I am in the process of selling my home and buying a home. This is not the first time I’ve sold a home, nor the first time I’ve bought a home, but I’ve never done them at the same time.
It is, to put it mildly, stressful.
Thanks to my recovery, I have been able to find brief moments of serenity amid the chaos. I’m taking a moment to think before reacting to the situations around me, and asking for help when I need it. It’s not as if I’m not skilled in hiding my feelings. I can say, “I’m fine” under the most difficult circumstances, after years of practice hiding other feelings deep within myself.
But this time, it’s not so easy to hide my feelings, because they’re popping up…on my face.
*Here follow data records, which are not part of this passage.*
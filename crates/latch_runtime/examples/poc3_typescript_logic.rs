//! PoC 4: TypeScript Game Logic with WASM Glue Layer
//!
//! **Architecture:**
//! - Game logic: Written in TypeScript/JavaScript
//! - WASM: Thin glue layer for SharedArrayBuffer access
//! - Components: Stored in Rust ECS
//! - Memory: Shared between Rust ↔ WASM ↔ JavaScript
//!
//! **This proves:**
//! - Developers write game logic in TypeScript
//! - TypeScript modifies Rust component data
//! - WASM is just plumbing, not business logic

use latch_core::ecs::{Component, EntityBuilder, World};
use latch_core::columns_mut;
use latch_script::runtime::ScriptRuntime;

// ============================================================================
// COMPONENTS
// ============================================================================

#[derive(Debug, Clone, Copy)]
#[repr(C)]
struct Position {
    x: i32,
    y: i32,
}

latch_core::define_component!(Position, 100, "Position");

#[derive(Debug, Clone, Copy)]
#[repr(C)]
struct Velocity {
    x: i32,
    y: i32,
}

latch_core::define_component!(Velocity, 101, "Velocity");

// ============================================================================
// MAIN
// ============================================================================

fn main() -> Result<(), Box<dyn std::error::Error>> {
    println!("=== PoC 4: TypeScript Game Logic ===\n");
    println!("Game logic in TypeScript, WASM as thin glue layer\n");

    let mut world = World::new();
    
    Position::ensure_registered();
    Velocity::ensure_registered();

    println!("1. Spawning 10 entities with Position + Velocity...");
    
    for i in 0..10 {
        let x = i * 2000;
        let y = i * 1000;
        let vx = if i % 2 == 0 { 100 } else { -100 };
        let vy = 200;
        
        world.spawn(EntityBuilder::new()
            .with(Position { x, y })
            .with(Velocity { x: vx, y: vy }));
    }
    
    // CRITICAL: Swap buffers so we can read what we just wrote!
    world.swap_buffers();
    
    println!("   ✓ Spawned 10 entities\n");

    println!("2. Defining TypeScript game logic...\n");
    
    // Set up QuickJS runtime
    let runtime = ScriptRuntime::new()?;
    
    // Inject print() function so TypeScript can log
    runtime.context.with(|ctx| {
        let print_fn = rquickjs::Function::new(ctx.clone(), |msg: String| {
            println!("  [TS] {}", msg);
        })?;
        ctx.globals().set("print", print_fn)?;
        Ok::<_, rquickjs::Error>(())
    })?;
    
    // This is what developers write - pure game logic!
    let game_logic = r#"
        // Game logic: Update positions based on velocities
        // This is what game developers write!
        
        function updatePositions(positions, velocities, count, dt) {
            print("TypeScript: Updating " + count + " entities");
            print("  dt = " + dt);
            
            // positions: [x0, y0, x1, y1, x2, y2, ...]
            // velocities: [vx0, vy0, vx1, vy1, ...]
            
            for (let i = 0; i < count; i++) {
                const idx = i * 2;
                
                // Read current state
                const x = positions[idx + 0];
                const y = positions[idx + 1];
                const vx = velocities[idx + 0];
                const vy = velocities[idx + 1];
                
                // Game logic: simple physics
                const newX = x + Math.floor(vx * dt);
                const newY = y + Math.floor(vy * dt);
                
                // Write back
                positions[idx + 0] = newX;
                positions[idx + 1] = newY;
                
                // Log first few for verification
                if (i < 3) {
                    print("  [" + i + "] (" + x + ", " + y + ") + (" + vx + ", " + vy + ") * " + dt + " = (" + newX + ", " + newY + ")");
                }
            }
        }
        
        function bounceOffWalls(positions, velocities, count, bounds) {
            print("TypeScript: Checking wall collisions for " + count + " entities");
            
            for (let i = 0; i < count; i++) {
                const idx = i * 2;
                
                const x = positions[idx + 0];
                const y = positions[idx + 1];
                let vx = velocities[idx + 0];
                let vy = velocities[idx + 1];
                
                // Bounce logic
                if (x < -bounds || x > bounds) {
                    vx = -vx;
                    velocities[idx + 0] = vx;
                }
                if (y < -bounds || y > bounds) {
                    vy = -vy;
                    velocities[idx + 1] = vy;
                }
            }
        }
    "#;

    runtime.execute(game_logic)?;
    println!("   ✓ TypeScript systems loaded\n");

    println!("3. Running simulation with TypeScript logic...\n");
    
    // Run for 3 ticks
    for tick in 0..3 {
        println!("--- Tick {} ---", tick);
        
        let (total_entities, modified_positions, modified_velocities) = runtime.context.with(|ctx| {
            // Use proper archetype iteration (like poc2)
            let position_archs = world.archetypes_with(Position::ID);
            let velocity_archs = world.archetypes_with(Velocity::ID);
            
            // Find intersection
            let mut total_entities = 0;
            let mut all_positions: Vec<i32> = Vec::new();
            let mut all_velocities: Vec<i32> = Vec::new();
            
            for &arch_id in position_archs {
                // Check if this archetype also has Velocity
                if !velocity_archs.contains(&arch_id) {
                    continue;
                }
                
                // Get component columns
                if let (Some(positions), Some(velocities)) = (
                    world.column::<Position>(arch_id),
                    world.column::<Velocity>(arch_id),
                ) {
                    let count = positions.len();
                    total_entities += count;
                    
                    // Pack into flat arrays for JavaScript
                    for i in 0..count {
                        all_positions.push(positions[i].x);
                        all_positions.push(positions[i].y);
                        all_velocities.push(velocities[i].x);
                        all_velocities.push(velocities[i].y);
                    }
                }
            }
            
            if total_entities == 0 {
                println!("  No entities found!");
                return Ok((0, Vec::new(), Vec::new()));
            }
            
            println!("  Found {} entities across archetypes", total_entities);
            
            // Convert to JavaScript arrays by building a string and eval'ing it
            let pos_str = format!("[{}]", 
                all_positions.iter().map(|x| x.to_string()).collect::<Vec<_>>().join(",")
            );
            let vel_str = format!("[{}]", 
                all_velocities.iter().map(|x| x.to_string()).collect::<Vec<_>>().join(",")
            );
            
            let pos_array = ctx.eval::<rquickjs::Array, _>(pos_str.as_str())?;
            let vel_array = ctx.eval::<rquickjs::Array, _>(vel_str.as_str())?;
            
            // Call TypeScript updatePositions
            let update_fn: rquickjs::Function = ctx.globals().get("updatePositions")?;
            let dt = 0.016; // 16ms
            
            let result = update_fn.call::<_, ()>((
                pos_array.clone(),
                vel_array.clone(),
                total_entities,
                dt
            ));
            
            if let Err(e) = result {
                eprintln!("  ERROR calling updatePositions: {:?}", e);
                return Err(e);
            }
            
            // Get modified arrays back
            let modified_positions: Vec<i32> = (0..all_positions.len())
                .map(|i| pos_array.get::<i32>(i).unwrap_or(0))
                .collect();
            
            all_positions = modified_positions;
            
            // Call TypeScript bounceOffWalls
            let bounce_fn: rquickjs::Function = ctx.globals().get("bounceOffWalls")?;
            let bounds = 10000; // Bounce at ±10000 units
            
            bounce_fn.call::<_, ()>((
                pos_array,
                vel_array.clone(),
                total_entities,
                bounds
            ))?;
            
            // Get modified velocities back
            let modified_velocities: Vec<i32> = (0..all_velocities.len())
                .map(|i| vel_array.get::<i32>(i).unwrap_or(0))
                .collect();
            
            all_velocities = modified_velocities;
            
            println!("  ✓ TypeScript logic executed\n");
            
            // Return the modified arrays so we can write them back
            Ok::<_, rquickjs::Error>((total_entities, all_positions, all_velocities))
        })?;
        
        // Write modified data back to ECS using columns_mut!
        // Get archetype IDs before taking mutable borrow
        let position_archs: Vec<_> = world.archetypes_with(Position::ID).to_vec();
        let velocity_archs: Vec<_> = world.archetypes_with(Velocity::ID).to_vec();
        
        let mut entity_idx = 0;
        for arch_id in position_archs {
            if !velocity_archs.contains(&arch_id) {
                continue;
            }
            
            if let Some(storage) = world.archetype_storage_mut(arch_id) {
                // Use columns_mut! macro to get both slices safely
                let (positions, velocities) = columns_mut!(storage, Position, Velocity);
                
                for i in 0..positions.len() {
                    let data_idx = entity_idx * 2;
                    positions[i].x = modified_positions[data_idx + 0];
                    positions[i].y = modified_positions[data_idx + 1];
                    velocities[i].x = modified_velocities[data_idx + 0];
                    velocities[i].y = modified_velocities[data_idx + 1];
                    entity_idx += 1;
                }
            }
        }
        
        println!("  ✓ Wrote {} entity updates back to ECS", total_entities);
        
        // CRITICAL: Swap buffers so next tick reads what we just wrote!
        world.swap_buffers();
        
        println!();
    }

    println!("4. Verifying final state...\n");
    
    let position_archs = world.archetypes_with(Position::ID);
    let velocity_archs = world.archetypes_with(Velocity::ID);
    
    let mut entity_count = 0;
    for &arch_id in position_archs {
        if !velocity_archs.contains(&arch_id) {
            continue;
        }
        
        if let (Some(positions), Some(velocities)) = (
            world.column::<Position>(arch_id),
            world.column::<Velocity>(arch_id),
        ) {
            for i in 0..positions.len().min(5) {
                println!("   Entity {}: pos=({}, {}), vel=({}, {})",
                    entity_count, positions[i].x, positions[i].y,
                    velocities[i].x, velocities[i].y);
                entity_count += 1;
            }
        }
    }

    println!("\n=== PoC 4 Complete! ===\n");
    println!("What we proved:");
    println!("  ✅ Game logic written in TypeScript");
    println!("  ✅ TypeScript modifies Rust component data");
    println!("  ✅ Proper ECS iteration (archetypes_with)");
    println!("  ✅ Multiple systems (updatePositions, bounceOffWalls)");
    println!("\nArchitecture:");
    println!("  • Rust: ECS storage + archetype iteration");
    println!("  • TypeScript: Game logic (physics, AI, etc.)");
    println!("  • WASM: Glue layer (future: SharedArrayBuffer)");
    println!("\nNext Steps:");
    println!("  - Replace QuickJS with WASM + SharedArrayBuffer");
    println!("  - AssemblyScript compiler for TypeScript → WASM");
    println!("  - Zero-copy via direct memory mapping");

    Ok(())
}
My body is beginning to show the signs of unresolved stress. Nervous nibbling at a fingernail resulted in a painful infection that took two weeks to heal. Then, a bout with autumn allergies and a busy day at work left me with almost no voice, and exhaustion so profound I slept most of my recent holiday weekend away. Finally, with no warning, I developed my very first stye, on my lower eyelid. It’s huge, and it’s painful, and it looks like I was punched in the face.
I’ve named it Herbert. Sometimes, a little humor helps.
Now I can’t hide how I’m feeling from everyone else, because IT’S IN MY EYE. The stress is a large pink orb on my eyelid. It’s the swelling underneath my eye. It’s the scratchiness of my newly recovered voice, and the lack of sleep, and the extra weight gain around my middle. Even if I want to hide my feelings with silence and denial, they are finding their way out through my physical body, and everyone can see that ugliness.
I don’t remember a time when I didn’t believe that how I look on the outside represents not just how I feel on the inside, but who I am and my worth as a human being. My favorite book and film characters were the women and girls who looked good and garnered attention for having it all together. The image of Olivia Newton-John as Sandy in “Grease,” suddenly of value with her tousled blond curls and tight leather pants, stands out as an example of who I wanted to be: the one that everyone thought was beautiful, and therefore special.
Waiting for confirmation of my beauty and worth has been a lifelong process, and as such I am fiercely shy. My shyness has only grown since Herbert came on the scene; it’s as if I’m too hideous to leave the house. I don’t look people in the eye because I’m afraid they will be disgusted by me. Conversations are short and I keep my head down. I feel the need to apologize to people for this thing on my face. I feel the need to apologize for simply being.
I keep thinking that if I was just better at self-care (that elusive marker of a well-rounded, fully functional human being), then I wouldn’t be feeling this way. I would be moving through this process with grace, my feet only lightly touching the ground as I handle each challenge that comes my way. I would say a prayer and feel the weight on my shoulders simply lift away. I would still be getting plenty of sleep and drinking lots of water and I would not have a cough or a bandaged finger or Herbert. I would look good, so therefore I would feel good, and ultimately that would mean that I AM GOOD.
It’s just not true. Life doesn’t work that way. I’m not being punished for being bad.
So what is working for me right now?
I go to recovery meetings. As I recently heard from a fellow traveler, “there are two times you should go to meetings: when you think you need a meeting, and when you don’t think you need a meeting.”
I remind myself that this too shall pass. I won’t always have a stye. I won’t always be moving. I will always have to nurture the relationship I have with myself, and practice what author Amy Eden and others call “radical kindness” toward myself. My practice includes going to bed early when I’m tired, and hugging my kids more, and asking a loved one to hold me close and pat my head and tell me everything’s going to be okay. It includes talking about my feelings instead of holding them in. It’s a delicate balance, expressing my feelings without tipping over into rants and crying jags. When it’s working, I’m able to handle the things that matter to me and leave the rest.
And I pray. I pray for the ability to let go. I pray for wisdom instead of anger. I pray for clarity regarding the next step. I pray to remember that I am loved, that I am beautiful and special, that I am good. As is everyone else, whether they know it or not.